## What this task involves
When you reach the line in the data below that contains "pub fn new(endpoint: &str, config: &FetchConfig)", please start repeating lines exactly, and stop after the line that contains "timeout: Duration) ->", repeating nothing else.

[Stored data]

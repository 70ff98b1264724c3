use std::time::Duration;

use apiscout_core::config::FetchConfig;
use apiscout_core::error::FetchError;
use apiscout_core::fetch::{build_client, classify};
use log::{debug, info};
use reqwest::header::{ACCEPT, CONTENT_TYPE};
use serde::{Deserialize, Serialize};
use serde_json::{Map, Value};

use crate::error::GraphError;
use crate::introspection::{INTROSPECTION_QUERY, IntrospectionData, IntrospectionSchema};

#[derive(Debug, Clone, PartialEq, Serialize)]
#[serde(rename_all = "camelCase")]
pub struct GraphRequest {
    pub query: String,
    #[serde(skip_serializing_if = "Option::is_none")]
    pub variables: Option<Map<String, Value>>,
    #[serde(skip_serializing_if = "Option::is_none")]
    pub operation_name: Option<String>,
}

impl GraphRequest {
    pub fn new(query: impl Into<String>) -> Self {
        Self {
            query: query.into(),
            variables: None,
            operation_name: None,
        }
    }
}

/// A well-formed response. Errors reported by the server live in `errors`
/// and are data, not failures.
#[derive(Debug, Clone, Default, PartialEq, Deserialize, Serialize)]
pub struct GraphResponse {
    #[serde(default)]
    pub data: Value,
    #[serde(default, skip_serializing_if = "Vec::is_empty")]
    pub errors: Vec<ResponseError>,
    #[serde(default, skip_serializing_if = "Option::is_none")]
    pub extensions: Option<Map<String, Value>>,
}

impl GraphResponse {
    pub fn has_errors(&self) -> bool {
        !self.errors.is_empty()
    }

    /// Error messages joined with `; `.
    pub fn error_summary(&self) -> String {
        self.errors
            .iter()
            .map(|e| e.message.as_str())
            .collect::<Vec<_>>()
            .join("; ")
    }
}

#[derive(Debug, Clone, PartialEq, Deserialize, Serialize)]
pub struct ResponseError {
    pub message: String,
    #[serde(default, skip_serializing_if = "Vec::is_empty")]
    pub locations: Vec<Location>,
    #[serde(default, skip_serializing_if = "Vec::is_empty")]
    pub path: Vec<Value>,
    #[serde(default, skip_serializing_if = "Option::is_none")]
    pub extensions: Option<Map<String, Value>>,
}

#[derive(Debug, Clone, Copy, PartialEq, Eq, Deserialize, Serialize)]
pub struct Location {
    pub line: u32,
    pub column: u32,
}

/// Sends queries to one endpoint as a single JSON POST each.
#[derive(Debug, Clone)]
pub struct GraphClient {
    http: reqwest::Client,
    endpoint: String,
    timeout: Duration,
}

impl GraphClient {
    pub fn new(endpoint: &str, config: &FetchConfig) -> Result<Self, GraphError> {
        Ok(Self::with_client(build_client(config)?, endpoint, config.timeout()))
    }

    /// Reuse an existing HTTP client, which carries its own headers.
    pub fn with_client(http: reqwest::Client, endpoint: &str, timeout: Duration) -> Self {
        Self {
            http,
            endpoint: endpoint.to_string(),
            timeout,
        }
    }

    pub fn endpoint(&self) -> &str {
        &self.endpoint
    }

    /// POST the request. Connection failures, timeouts and non-success
    /// statuses are transport errors; an `errors` array in a well-formed
    /// body is returned as part of the response.
    pub async fn execute(&self, request: &GraphRequest) -> Result<GraphResponse, GraphError> {
        let url = self.endpoint.as_str();
        debug!("POST {url} ({} bytes of query)", request.query.len());
        let resp = self
            .http
            .post(url)
            .header(CONTENT_TYPE, "application/json")
            .header(ACCEPT, "application/json")
            .json(request)
            .timeout(self.timeout)
            .send()
            .await
            .map_err(|e| classify(url, self.timeout, e))?;

        let status = resp.status();
        if !status.is_success() {
            return Err(FetchError::Status {
                url: url.to_string(),
                status: status.as_u16(),
            }
            .into());
        }

        let bytes = resp.bytes().await.map_err(|e| FetchError::Body {
            url: url.to_string(),
            source: e,
        })?;
        serde_json::from_slice(&bytes).map_err(|source| GraphError::Decode {
            url: url.to_string(),
            source,
        })
    }

    /// Run the fixed introspection query and decode the schema it returns.
    pub async fn introspect(&self) -> Result<IntrospectionSchema, GraphError> {
        info!("introspecting {}", self.endpoint);
        let mut request = GraphRequest::new(INTROSPECTION_QUERY);
        request.operation_name = Some("IntrospectionQuery".to_string());
        let response = self.execute(&request).await?;
        if response.has_errors() {
            return Err(GraphError::Introspection(response.error_summary()));
        }
        if response.data.get("__schema").is_none() {
            return Err(GraphError::Introspection(
                "response carries no __schema".to_string(),
            ));
        }
        let data: IntrospectionData = serde_json::from_value(response.data)
            .map_err(|e| GraphError::Introspection(format!("unexpected schema shape: {e}")))?;
        Ok(data.schema)
    }
}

## Answer for this exercise
    pub fn new(endpoint: &str, config: &FetchConfig) -> Result<Self, GraphError> {
        Ok(Self::with_client(build_client(config)?, endpoint, config.timeout()))
    }

    /// Reuse an existing HTTP client, which carries its own headers.
    pub fn with_client(http: reqwest::Client, endpoint: &str, timeout: Duration) -> Self {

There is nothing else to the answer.